- **Problem statement**
Across all the records, filter for lines with the word "binary" and copy them.

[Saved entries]

--------------------------------------------------

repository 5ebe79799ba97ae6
//! Command execution interface and the privilege-dropping implementation.

use std::fmt;
use std::time::Duration;

use async_trait::async_trait;
use tokio::process::Command;

use super::identity::{Identity, IdentityError};
use super::subprocess;

/// One external program invocation.
#[derive(Debug, Clone, Default, PartialEq, Eq)]
pub struct CommandSpec {
    pub program: String,
    pub args: Vec<String>,
    /// OS account to run as. `None` or empty keeps the caller's identity.
    pub user: Option<String>,
    /// Working directory. `None` or empty inherits the caller's.
    pub work_dir: Option<String>,
}

impl CommandSpec {
    pub fn new<I, S>(program: impl Into<String>, args: I) -> Self
    where
        I: IntoIterator<Item = S>,
        S: Into<String>,
    {
        Self {
            program: program.into(),
            args: args.into_iter().map(Into::into).collect(),
            user: None,
            work_dir: None,
        }
    }

    pub fn as_user(mut self, user: impl Into<String>) -> Self {
        self.user = Some(user.into());
        self
    }

    pub fn in_dir(mut self, dir: impl Into<String>) -> Self {
        self.work_dir = Some(dir.into());
        self
    }

    pub fn user(&self) -> Option<&str> {
        self.user.as_deref().filter(|u| !u.is_empty())
    }

    pub fn work_dir(&self) -> Option<&str> {
        self.work_dir.as_deref().filter(|d| !d.is_empty())
    }
}

impl fmt::Display for CommandSpec {
    fn fmt(&self, f: &mut fmt::Formatter<'_>) -> fmt::Result {
        f.write_str(&self.program)?;
        for arg in &self.args {
            write!(f, " {arg}")?;
        }
        Ok(())
    }
}

/// Captured result of a successful command.
#[derive(Debug, Clone, Default, PartialEq, Eq)]
pub struct CommandOutput {
    /// Interleaved stdout and stderr.
    pub output: String,
    pub exit_code: i32,
    pub duration_ms: u64,
}

#[derive(Debug, thiserror::Error)]
pub enum ExecError {
    /// The requested account could not be resolved. Nothing was spawned.
    #[error("resolve identity: {0}")]
    Identity(#[from] IdentityError),

    #[error("start command `{command}`: {source}")]
    Spawn {
        command: String,
        #[source]
        source: std::io::Error,
    },

    #[error("wait for command `{command}`: {source}")]
    Wait {
        command: String,
        #[source]
        source: std::io::Error,
        output: String,
    },

    /// `exit_code` is `None` when the process was killed by a signal.
    #[error("command `{command}` exited with {}: {output}", exit_label(*.exit_code))]
    Failed {
        command: String,
        exit_code: Option<i32>,
        output: String,
    },

    #[error("command `{command}` timed out after {elapsed_ms}ms: {output}")]
    Timeout {
        command: String,
        elapsed_ms: u64,
        output: String,
    },
}

fn exit_label(code: Option<i32>) -> String {
    match code {
        Some(code) => format!("exit code {code}"),
        None => "signal".to_string(),
    }
}

impl ExecError {
    /// Output captured before the failure, empty if the process never ran.
    pub fn output(&self) -> &str {
        match self {
            Self::Identity(_) | Self::Spawn { .. } => "",
            Self::Wait { output, .. } | Self::Failed { output, .. } | Self::Timeout { output, .. } => {
                output
            }
        }
    }
}

/// Runs external programs on behalf of the deployment pipeline.
#[async_trait]
pub trait CommandRunner: Send + Sync {
    /// Run `spec` to completion.
    ///
    /// A non-zero exit is an error; the combined output is returned either way.
    async fn run(&self, spec: CommandSpec) -> Result<CommandOutput, ExecError>;
}

/// Production [`CommandRunner`].
///
/// When a user is given the account is resolved before spawning and the
/// child switches to its uid, primary gid and supplementary groups between
/// fork and exec. The child inherits the full environment of this process.
#[derive(Debug, Clone, Default)]
pub struct PrivilegedExecutor {
    timeout: Option<Duration>,
}

impl PrivilegedExecutor {
    pub fn new() -> Self {
        Self::default()
    }

    /// Kill commands that run longer than `timeout`. `None` waits forever.
    pub fn with_timeout(mut self, timeout: Option<Duration>) -> Self {
        self.timeout = timeout;
        self
    }
}

#[async_trait]
impl CommandRunner for PrivilegedExecutor {
    async fn run(&self, spec: CommandSpec) -> Result<CommandOutput, ExecError> {
        let identity = spec.user().map(Identity::resolve).transpose()?;

        let mut cmd = Command::new(&spec.program);
        cmd.args(&spec.args);
        if let Some(dir) = spec.work_dir() {
            cmd.current_dir(dir);
        }

        if let Some(identity) = identity {
            tracing::debug!(
                command = %spec,
                user = %identity.user,
                uid = identity.uid.as_raw(),
                gid = identity.gid.as_raw(),
                "Running command with dropped privileges",
            );
            // SAFETY: the closure only issues setgroups/setgid/setuid syscalls
            // on data prepared before fork; it does not allocate or lock.
            unsafe {
                cmd.pre_exec(move || identity.apply().map_err(std::io::Error::from));
            }
        } else {
            tracing::debug!(command = %spec, "Running command");
        }

        subprocess::run_command(&mut cmd, &spec.to_string(), self.timeout).await
    }
}

// ---------------------------------------------------------------------------
// Tests
// ---------------------------------------------------------------------------

#[cfg(test)]
mod tests {
    use assert_matches::assert_matches;

    use super::*;

    fn current_user_name() -> String {
        nix::unistd::User::from_uid(nix::unistd::getuid())
            .expect("passwd lookup")
            .expect("current user has a passwd entry")
            .name
    }

    #[tokio::test]
    async fn echo_output_is_captured() {
        let out = PrivilegedExecutor::new()
            .run(CommandSpec::new("echo", ["Hello world"]))
            .await
            .expect("echo succeeds");
        assert_eq!(out.output, "Hello world\n");
        assert_eq!(out.exit_code, 0);
    }

    #[tokio::test]
    async fn embedded_newlines_are_preserved() {
        let out = PrivilegedExecutor::new()
            .run(CommandSpec::new("echo", ["Hello world\n\n"]))
            .await
            .expect("echo succeeds");
        assert_eq!(out.output, "Hello world\n\n\n");
    }

    #[tokio::test]
    async fn stderr_lands_in_the_same_buffer() {
        let out = PrivilegedExecutor::new()
            .run(CommandSpec::new("sh", ["-c", "echo out; echo err 1>&2"]))
            .await
            .expect("sh succeeds");
        assert!(out.output.contains("out\n"));
        assert!(out.output.contains("err\n"));
    }

    #[tokio::test]
    async fn non_zero_exit_carries_output() {
        let err = PrivilegedExecutor::new()
            .run(CommandSpec::new("sh", ["-c", "echo fatal: not a git repository 1>&2; exit 128"]))
            .await
            .expect_err("exit 128 is a failure");
        assert_matches!(&err, ExecError::Failed { exit_code: Some(128), .. });
        assert!(err.output().contains("fatal: not a git repository"));
        assert!(err.to_string().contains("exit code 128"));
    }

    #[tokio::test]
    async fn missing_program_fails_to_start() {
        let err = PrivilegedExecutor::new()
            .run(CommandSpec::new("/nonexistent/hooktail-binary", Vec::<String>::new()))
            .await
            .expect_err("missing binary");
        assert_matches!(err, ExecError::Spawn { .. });
    }

    #[tokio::test]
    async fn unknown_user_fails_before_spawn() {
        let err = PrivilegedExecutor::new()
            .run(CommandSpec::new("echo", ["never"]).as_user("x-root-0851"))
            .await
            .expect_err("unknown user");
        assert_matches!(err, ExecError::Identity(IdentityError::UnknownUser(_)));
    }

    #[tokio::test]
    async fn runs_as_current_user() {
        let out = PrivilegedExecutor::new()
            .run(CommandSpec::new("id", ["-u"]).as_user(current_user_name()))
            .await
            .expect("id succeeds");
        assert_eq!(out.output.trim(), nix::unistd::getuid().as_raw().to_string());
    }

    #[tokio::test]
    async fn working_directory_is_applied() {
        let dir = tempfile::tempdir().expect("temp dir");
        let expected = dir.path().canonicalize().expect("canonicalize");
        let out = PrivilegedExecutor::new()
            .run(CommandSpec::new("pwd", ["-P"]).in_dir(dir.path().to_str().expect("utf-8")))
            .await
            .expect("pwd succeeds");
        assert_eq!(out.output.trim(), expected.to_str().expect("utf-8"));
    }

    #[tokio::test]
    async fn environment_is_inherited() {
        let out = PrivilegedExecutor::new()
            .run(CommandSpec::new("sh", ["-c", "echo \"$PATH\""]))
            .await
            .expect("sh succeeds");
        assert_eq!(out.output.trim(), std::env::var("PATH").unwrap_or_default());
    }

    #[tokio::test]
    async fn timeout_kills_the_child() {
        let err = PrivilegedExecutor::new()
            .with_timeout(Some(Duration::from_millis(200)))
            .run(CommandSpec::new("sleep", ["30"]))
            .await
            .expect_err("sleep outlives the timeout");
        assert_matches!(err, ExecError::Timeout { .. });
    }

    #[test]
    fn display_joins_program_and_args() {
        let spec = CommandSpec::new("git", ["reset", "--hard", "origin/main"]);
        assert_eq!(spec.to_string(), "git reset --hard origin/main");
    }

    #[test]
    fn empty_user_and_dir_read_as_absent() {
        let spec = CommandSpec::new("git", ["status"]).as_user("").in_dir("");
        assert_eq!(spec.user(), None);
        assert_eq!(spec.work_dir(), None);
    }
}
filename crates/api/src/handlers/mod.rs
pub mod webhook;
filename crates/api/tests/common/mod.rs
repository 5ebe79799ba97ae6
#![allow(dead_code)]

use std::net::{IpAddr, Ipv4Addr};
use std::path::Path;
use std::sync::Arc;

use axum::body::Body;
use axum::http::{Request, Response};
use axum::Router;
use http_body_util::BodyExt;
use tempfile::TempDir;
use tower::ServiceExt;

use hooktail_api::config::{LogFormat, Settings};
use hooktail_api::router::build_app_router;
use hooktail_api::state::AppState;
use hooktail_core::target::DeploymentTarget;
use hooktail_pipeline::testing::RecordingRunner;
use hooktail_pipeline::{DeploymentLauncher, DeploymentPipeline, LaunchMode};

pub const SITE_REPO: &str = "git@github.com:acme/site.git";

/// Build test `Settings` around `targets` with safe defaults.
pub fn test_settings(targets: Vec<DeploymentTarget>) -> Settings {
    Settings {
        host: IpAddr::V4(Ipv4Addr::LOCALHOST),
        port: 8080,
        request_timeout_secs: 30,
        command_timeout: None,
        log_file: None,
        log_format: LogFormat::Text,
        tls: None,
        targets,
    }
}

/// The full application router plus the recording runner behind it.
///
/// Deployments run inline, so every command a request triggers has been
/// recorded by the time the response arrives.
pub struct TestApp {
    pub app: Router,
    pub runner: Arc<RecordingRunner>,
}

pub fn build_test_app(targets: Vec<DeploymentTarget>) -> TestApp {
    build_test_app_with_runner(targets, RecordingRunner::new())
}

pub fn build_test_app_with_runner(targets: Vec<DeploymentTarget>, runner: RecordingRunner) -> TestApp {
    let runner = Arc::new(runner);
    let pipeline = Arc::new(DeploymentPipeline::new(runner.clone()));
    let launcher = Arc::new(DeploymentLauncher::new(pipeline, LaunchMode::Inline));
    let state = AppState::new(test_settings(targets), launcher);
    TestApp {
        app: build_app_router(state),
        runner,
    }
}

pub fn current_user() -> String {
    nix::unistd::User::from_uid(nix::unistd::getuid())
        .expect("passwd lookup")
        .expect("current user has a passwd entry")
        .name
}

/// A temp dir that looks like a git working copy.
pub fn working_copy() -> TempDir {
    let dir = tempfile::tempdir().expect("temp dir");
    std::fs::create_dir(dir.path().join(".git")).expect("create .git");
    dir
}

/// A deployable target for `repository` at `path`, run as the current user.
pub fn target(repository: &str, path: &Path, secret: Option<&str>) -> DeploymentTarget {
    DeploymentTarget {
        secret: secret.map(str::to_string),
        user: current_user(),
        repository: repository.to_string(),
        branch: "main".to_string(),
        path: path.to_str().expect("utf-8 path").to_string(),
        ..Default::default()
    }
}

/// A minimal GitHub push payload for `ssh_url`.
pub fn push_payload(ssh_url: &str) -> String {
    serde_json::json!({
        "ref": "refs/heads/main",
        "before": "0000000000000000000000000000000000000000",
        "after": "6113728f27ae82c7b1a177c8d03f9e96e0adf246",
        "repository": {
            "name": "site",
            "full_name": "acme/site",
            "ssh_url": ssh_url,
            "clone_url": "https://github.com/acme/site.git"
        },
        "pusher": { "name": "octocat", "email": "octocat@github.com" }
    })
    .to_string()
}

/// POST `body` to `/` with the given content type and optional signature.
pub async fn post_webhook(
    app: Router,
    content_type: &str,
    signature: Option<&str>,
    body: impl Into<Body>,
) -> Response<Body> {
    let mut builder = Request::builder()
        .method("POST")
        .uri("/")
        .header("content-type", content_type);
    if let Some(signature) = signature {
        builder = builder.header("x-hub-signature", signature);
    }
    let request = builder.body(body.into()).expect("valid request");
    app.oneshot(request).await.expect("infallible service")
}

pub async fn get(app: Router, uri: &str) -> Response<Body> {
    let request = Request::builder()
        .uri(uri)
        .body(Body::empty())
        .expect("valid request");
    app.oneshot(request).await.expect("infallible service")
}

pub async fn body_json(response: Response<Body>) -> serde_json::Value {
    let bytes = response
        .into_body()
        .collect()
        .await
        .expect("read body")
        .to_bytes();
    serde_json::from_slice(&bytes).expect("JSON body")
}
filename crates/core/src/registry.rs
//! Deployment target lookup.

use crate::target::DeploymentTarget;

/// The immutable, ordered set of configured deployment targets.
#[derive(Debug, Clone, Default)]
pub struct DeploymentRegistry {
    targets: Vec<DeploymentTarget>,
}

impl DeploymentRegistry {
    pub fn new(targets: Vec<DeploymentTarget>) -> Self {
        Self { targets }
    }

    /// Resolve a repository SSH URL to its deployment target.
    ///
    /// See [`find_matching`].
    pub fn find(&self, repository_url: &str) -> Option<&DeploymentTarget> {
        find_matching(&self.targets, repository_url)
    }

}

/// Return the first target, in configuration order, whose repository equals
/// `repository_url` exactly.
///
/// Matching is case-sensitive with no URL normalization. Duplicate
/// repositories are allowed; the earliest one wins. An empty URL never
/// matches, not even a target whose repository is unset.
pub fn find_matching<'a>(
    targets: &'a [DeploymentTarget],
    repository_url: &str,
) -> Option<&'a DeploymentTarget> {
    if repository_url.is_empty() {
        return None;
    }
    targets.iter().find(|t| t.repository == repository_url)
}
//! Tracing subscriber setup.
//!
//! Everything goes to stdout. When `log_file` is configured the same events
//! are appended to that file as well, without ANSI colours.

use std::fs::OpenOptions;
use std::path::Path;
use std::sync::Mutex;

use anyhow::Context;
use tracing_subscriber::layer::SubscriberExt;
use tracing_subscriber::util::SubscriberInitExt;
use tracing_subscriber::{fmt, EnvFilter, Layer, Registry};

use crate::config::LogFormat;

/// Filter used when `RUST_LOG` is unset.
pub const DEFAULT_FILTER: &str =
    "hooktail_api=info,hooktail_pipeline=info,hooktail_core=info,tower_http=info";

type BoxedLayer = Box<dyn Layer<Registry> + Send + Sync>;

/// Install the global subscriber.
///
/// Fails if `log_file` cannot be opened for appending or if a subscriber is
/// already installed.
pub fn init(format: LogFormat, log_file: Option<&Path>) -> anyhow::Result<()> {
    let mut layers: Vec<BoxedLayer> = vec![format_layer(format, fmt::layer())];

    if let Some(path) = log_file {
        let file = OpenOptions::new()
            .create(true)
            .append(true)
            .open(path)
            .with_context(|| format!("open log file {}", path.display()))?;
        layers.push(format_layer(
            format,
            fmt::layer().with_writer(Mutex::new(file)).with_ansi(false),
        ));
    }

    let filter = EnvFilter::try_from_default_env().unwrap_or_else(|_| DEFAULT_FILTER.into());

    tracing_subscriber::registry()
        .with(layers)
        .with(filter)
        .try_init()?;
    Ok(())
}

type PlainLayer<W> = fmt::Layer<Registry, fmt::format::DefaultFields, fmt::format::Format, W>;

fn format_layer<W>(format: LogFormat, layer: PlainLayer<W>) -> BoxedLayer
where
    W: for<'w> fmt::MakeWriter<'w> + Send + Sync + 'static,
{
    match format {
        LogFormat::Text => layer.boxed(),
        LogFormat::Json => layer.json().boxed(),
    }
}
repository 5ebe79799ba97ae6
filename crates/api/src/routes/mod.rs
pub mod health;
pub mod webhook;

--------------------------------------------------

- **Solution for this exercise**
            .run(CommandSpec::new("/nonexistent/hooktail-binary", Vec::<String>::new()))
            .expect_err("missing binary");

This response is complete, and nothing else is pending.